Selective decreases in MAO-B activity in post-mortem brains from schizophrenic patients with type II syndrome.

The activities of the A and B forms of the enzyme monoamine oxidase (MAO, E.C. 1.4.3.4) have been assessed with the substrates 5-hydroxytryptamine and benzylamine respectively in seven areas of the brains of 39 patients with schizophrenia and 44 control subjects. Whereas previous studies have found the enzyme unchanged in brain in schizophrenia, in this study there was a modest but significant decrease in the activity of MAO-B in frontal and temporal cortices and in amygdala. This decrease could not be accounted for by neuroleptic medication, age, sex or post-mortem variables. In a series of 22 patients who had been assessed in life, the reduction in MAO-B activity was found to be associated specifically with the presence of negative symptoms (flattening of affect and paucity of speech).

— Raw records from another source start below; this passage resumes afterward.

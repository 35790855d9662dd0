use crate::dsp::MAX_COEFF;
use crate::fragment::Fragment;
use crate::hierarchy::{FragmentHierarchy, Plane};

/// Weights for left, up-left, up, up-right and the divisor, indexed by the
/// mask of usable neighbours.
const DC_WEIGHTS: [[i32; 5]; 16] = [
    [0, 0, 0, 0, 0],
    [1, 0, 0, 0, 1],
    [0, 1, 0, 0, 1],
    [1, 0, 0, 0, 1],
    [0, 0, 1, 0, 1],
    [1, 0, 1, 0, 2],
    [0, 0, 1, 0, 1],
    [29, -26, 29, 0, 32],
    [0, 0, 0, 1, 1],
    [75, 0, 0, 53, 128],
    [0, 1, 0, 1, 2],
    [75, 0, 0, 53, 128],
    [0, 0, 1, 0, 1],
    [75, 0, 0, 53, 128],
    [0, 3, 10, 3, 16],
    [29, -26, 29, 0, 32],
];

const OUTRANGE: i32 = 128;

const LEFT: usize = 0;
const UP_LEFT: usize = 1;
const UP: usize = 2;

/// Predicts a DC value from the usable neighbours (left, up-left, up,
/// up-right) or falls back to `last_dc` when there are none.
pub fn predict(neighbours: &[Option<i16>; 4], last_dc: i16) -> i16 {
    let mut mask = 0usize;
    let mut values = [0i32; 4];
    for (i, n) in neighbours.iter().enumerate() {
        if let Some(v) = n {
            mask |= 1 << i;
            values[i] = i32::from(*v);
        }
    }
    if mask == 0 {
        return last_dc;
    }
    let weights = &DC_WEIGHTS[mask];
    let sum: i32 = values.iter().zip(weights.iter()).map(|(v, w)| v * w).sum();
    let pred = sum / weights[4];
    if mask & 7 == 7 {
        for i in [UP, LEFT, UP_LEFT] {
            if (pred - values[i]).abs() > OUTRANGE {
                return values[i] as i16;
            }
        }
    }
    pred as i16
}

/// Replaces each coded fragment's DC with its prediction residual.
///
/// `dc` receives the DC value the decoder will see for every coded
/// fragment; it differs from the quantized DC only when the residual had
/// to be clamped.
pub fn apply(hierarchy: &FragmentHierarchy, fragments: &mut [Fragment], dc: &mut [i16]) {
    for plane in Plane::ALL {
        let (bw, bh) = hierarchy.plane_blocks(plane);
        let mut last_dc = [0i16; 3];
        for by in 0..bh {
            for bx in 0..bw {
                let idx = hierarchy.fragment_at(plane, bx, by);
                if !fragments[idx].coded {
                    continue;
                }
                let bucket = fragments[idx].mode.dc_bucket();
                let usable = |n: usize| {
                    let f = &fragments[n];
                    (f.coded && f.mode.dc_bucket() == bucket).then_some(dc[n])
                };
                let mut neighbours = [None; 4];
                if bx > 0 {
                    neighbours[0] = usable(idx - 1);
                    if by > 0 {
                        neighbours[1] = usable(idx - 1 - bw);
                    }
                }
                if by > 0 {
                    neighbours[2] = usable(idx - bw);
                    if bx + 1 < bw {
                        neighbours[3] = usable(idx + 1 - bw);
                    }
                }
                let pred = predict(&neighbours, last_dc[bucket]);
                let actual = fragments[idx].coeffs[0];
                let residual = (actual - pred).clamp(-MAX_COEFF, MAX_COEFF);
                let kept = pred + residual;
                fragments[idx].coeffs[0] = residual;
                dc[idx] = kept;
                last_dc[bucket] = kept;
            }
        }
    }
}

The findings are therefore consistent with other evidence for structural and neurochemical change in the temporal lobe that have been associated with the type II (defect state) syndrome of schizophrenia. The change in enzyme activity is unlikely to be related to a change in monoamine metabolism but may reflect a disturbance in glial function. The change in MAO-B activity in brain in this study is confined to particular areas of brain and a subgroup of patients; it is thought to be entirely unrelated to earlier reports of reductions of enzyme activity in platelets, which are probably attributable to prolonged neuroleptic medication.